2. Após o nascimento, a Autora gozou o período de licença parental, tendo regressado ao trabalho em 05.07.2018, passando a gozar do direito à dispensa para amamentação.
3. Após o dia 23.11.2018, data em que o seu filho completou um ano de vida, a Autora não apresentou à Ré qualquer atestado médico, para efeito de dispensa de amamentação.
4. O processo disciplinar com vista ao despedimento da Autora foi instaurado em 26.09.2018.
5. A Ré enviou à Autora uma carta a suspendê-la de funções nesse dia 26.09.2018, carta essa que foi recepcionada pela Autora em 28.09.2018.
6. Em 18.10.2018, a Ré enviou à Autora a nota de culpa, da qual resulta ser intenção da Ré proceder ao seu despedimento com justa causa.
7. A Autora respondeu à nota de culpa em 08.11.2018, requerendo a inquirição de oito testemunhas.

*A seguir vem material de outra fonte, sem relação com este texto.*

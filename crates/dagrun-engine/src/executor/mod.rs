//! Step executors
//!
//! Executors are polymorphic over a uniform prepare/start/signal/wait
//! surface. The node state machine owns retries, repeats, and continue-on
//! policies; an executor only runs one attempt of one step and reports its
//! [`Outcome`]. Variants share output-capture plumbing by composition, not
//! inheritance.

mod command;
mod http;
mod subdag;

pub use command::CommandExecutor;
pub use http::HttpExecutor;
pub use subdag::SubdagExecutor;

use std::collections::BTreeMap;
use std::path::PathBuf;
use std::time::Duration;

use async_trait::async_trait;
use dagrun_core::{ExecutorSpec, ParamSet, Step};

use crate::context::EngineContext;

/// Errors from executor operations
#[derive(Debug, thiserror::Error)]
pub enum ExecError {
    /// Step defines no way to execute (no command, script, or executor)
    #[error("step {0} has nothing to execute")]
    NothingToRun(String),

    /// Child process could not be spawned
    #[error("failed to spawn process: {0}")]
    Spawn(std::io::Error),

    /// Signal delivery failed
    #[error("failed to signal process: {0}")]
    Signal(String),

    /// Lifecycle misuse; prepare/start/wait were called out of order
    #[error("executor is not in a startable state")]
    NotPrepared,

    /// HTTP request construction failed
    #[error("http error: {0}")]
    Http(#[from] reqwest::Error),

    /// Sub-DAG definition could not be loaded
    #[error("sub-dag error: {0}")]
    Subdag(String),

    /// File I/O (redirection targets, working directories)
    #[error("i/o error: {0}")]
    Io(#[from] std::io::Error),
}

/// Result of one step attempt
#[derive(Debug, Clone, Default)]
pub struct Outcome {
    /// Process exit code; `None` when terminated by a signal or when the
    /// executor failed before producing one
    pub exit_code: Option<i32>,

    /// Captured stdout, present iff the step declares an output variable;
    /// truncated to the configured cap
    pub stdout: Option<String>,

    /// Bounded stderr tail, for logs and error reporting
    pub stderr: String,

    /// Wall-clock duration of the attempt
    pub duration: Duration,

    /// Executor-level failure, distinct from a nonzero exit
    pub error: Option<String>,
}

impl Outcome {
    /// Whether the attempt succeeded.
    pub fn ok(&self) -> bool {
        self.error.is_none() && self.exit_code == Some(0)
    }

    /// An outcome representing an executor-level failure.
    pub fn from_error(error: impl std::fmt::Display, duration: Duration) -> Self {
        Self {
            exit_code: None,
            stdout: None,
            stderr: String::new(),
            duration,
            error: Some(error.to_string()),
        }
    }
}

/// Identity of the run a step belongs to
///
/// Sub-DAG calls use these as back references; hierarchy traversal is
/// always by id and lookup, never by ownership.
#[derive(Debug, Clone)]
pub struct RunIds {
    pub dag_name: String,
    pub workflow_id: uuid::Uuid,
    pub root_workflow_id: uuid::Uuid,
}

/// Expansion context handed to executors
///
/// All `$` references in commands, scripts, URLs, and bodies are resolved
/// against the run's parameters plus outputs captured by upstream steps.
#[derive(Clone)]
pub struct ExecContext {
    pub run: RunIds,

    pub params: ParamSet,

    /// Outputs captured by completed upstream steps
    pub outputs: BTreeMap<String, String>,

    /// Cap on captured output, in bytes
    pub capture_limit: usize,

    /// Whether stdout should be captured into the outcome
    pub capture_stdout: bool,

    /// Redirection targets from the step definition
    pub stdout_path: Option<PathBuf>,
    pub stderr_path: Option<PathBuf>,
}

impl ExecContext {
    /// Expand `$` references against parameters and captured outputs.
    pub fn expand(&self, input: &str) -> String {
        self.params.expand_with(input, &self.outputs)
    }

    /// Environment exported to child processes.
    pub fn env(&self) -> Vec<(String, String)> {
        let mut env = self.params.as_env();
        env.extend(self.outputs.iter().map(|(k, v)| (k.clone(), v.clone())));
        env
    }
}

/// Uniform executor surface
///
/// Lifecycle: `prepare` resolves the work, `start` begins it, `wait` blocks
/// until the outcome, and `signal` interrupts a started execution. An
/// executor runs exactly one attempt; the node state machine constructs a
/// fresh one per retry or repetition.
#[async_trait]
pub trait Executor: Send {
    /// Resolve commands, requests, or child definitions against the context.
    async fn prepare(&mut self, ctx: &ExecContext) -> Result<(), ExecError>;

    /// Begin execution. Returns once the work is underway.
    async fn start(&mut self) -> Result<(), ExecError>;

    /// Deliver a signal to the running execution.
    ///
    /// SIGKILL (and anything on platforms without signals) forces
    /// termination.
    async fn signal(&mut self, signal: i32) -> Result<(), ExecError>;

    /// Wait for the attempt to finish.
    async fn wait(&mut self) -> Result<Outcome, ExecError>;
}

/// Select an executor for a step.
pub fn build_executor(
    step: &Step,
    engine: &EngineContext,
) -> Result<Box<dyn Executor>, ExecError> {
    // `run:` is shorthand for a sub-DAG call
    if let Some(path) = &step.run {
        return Ok(Box::new(SubdagExecutor::new(
            step.clone(),
            path.clone(),
            None,
            engine.clone(),
        )));
    }

    match &step.executor {
        Some(ExecutorSpec::Http {
            url,
            method,
            headers,
            body,
            timeout_sec,
        }) => Ok(Box::new(HttpExecutor::new(
            url.clone(),
            method.clone(),
            headers.clone(),
            body.clone(),
            timeout_sec.map(Duration::from_secs),
        ))),
        Some(ExecutorSpec::Subdag {
            path,
            dispatch_timeout_sec,
        }) => Ok(Box::new(SubdagExecutor::new(
            step.clone(),
            path.clone(),
            dispatch_timeout_sec.map(Duration::from_secs),
            engine.clone(),
        ))),
        Some(ExecutorSpec::Command { shell }) => {
            Ok(Box::new(CommandExecutor::new(step.clone(), shell.clone())))
        }
        None if step.command.is_some() || step.script.is_some() => {
            Ok(Box::new(CommandExecutor::new(step.clone(), None)))
        }
        None => Err(ExecError::NothingToRun(step.name.clone())),
    }
}

#[cfg(test)]
pub(crate) fn test_exec_context(params: ParamSet, capture_stdout: bool) -> ExecContext {
    ExecContext {
        run: RunIds {
            dag_name: "test".to_string(),
            workflow_id: uuid::Uuid::now_v7(),
            root_workflow_id: uuid::Uuid::now_v7(),
        },
        params,
        outputs: BTreeMap::new(),
        capture_limit: 1024,
        capture_stdout,
        stdout_path: None,
        stderr_path: None,
    }
}

#[cfg(test)]
mod tests {
    use super::*;
    use std::sync::Arc;

    fn engine() -> EngineContext {
        EngineContext::new(
            Arc::new(dagrun_storage::InMemoryRunStore::new()),
            Arc::new(dagrun_core::Config::default()),
        )
    }

    #[test]
    fn test_outcome_ok() {
        let ok = Outcome {
            exit_code: Some(0),
            ..Outcome::default()
        };
        assert!(ok.ok());

        let failed = Outcome {
            exit_code: Some(1),
            ..Outcome::default()
        };
        assert!(!failed.ok());

        let errored = Outcome::from_error("boom", Duration::ZERO);
        assert!(!errored.ok());
    }

    #[test]
    fn test_build_selects_command() {
        let step = Step::command("a", "echo hi");
        assert!(build_executor(&step, &engine()).is_ok());
    }

    #[test]
    fn test_build_rejects_empty_step() {
        let mut step = Step::command("a", "x");
        step.command = None;
        let err = match build_executor(&step, &engine()) {
            Err(e) => e,
            Ok(_) => panic!("expected build_executor to fail"),
        };
        assert!(matches!(err, ExecError::NothingToRun(name) if name == "a"));
    }

    #[test]
    fn test_exec_context_expansion_prefers_outputs() {
        let mut ctx = test_exec_context(ParamSet::parse("RESULT=0 foo"), false);
        ctx.outputs
            .insert("RESULT".to_string(), "42".to_string());
        assert_eq!(ctx.expand("$RESULT/$1"), "42/foo");
    }
}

8. As testemunhas arroladas pela Autora, na resposta à nota de culpa, foram ouvidas nos seguintes dias: 20, 21 e 23 de Novembro de 2018.
9. A diligência de inquirição de testemunhas, datada de 23.11.2018, foi acompanhada pela mandatária da Autora Dr.ª E… e as inquirições de testemunhas dos dias 20 e 21 foram acompanhadas pela mandatária da Autora Dr.ª F….
10. Por email enviado em 26.11.2018, a mandatária da Autora comunica à instrutora do processo disciplinar que prescinde da inquirição das demais quatro testemunhas arroladas na resposta à nota de culpa.
11. O último acto de instrução foi realizado no dia 23.11.2018.
12. A Ré não solicitou à CITE o parecer a que alude o artigo 63º do CT.
13. A decisão de despedimento está datada de 30.11.2018 e a carta de comunicação de tal decisão foi recepcionada pela Autora em 03.12.2018.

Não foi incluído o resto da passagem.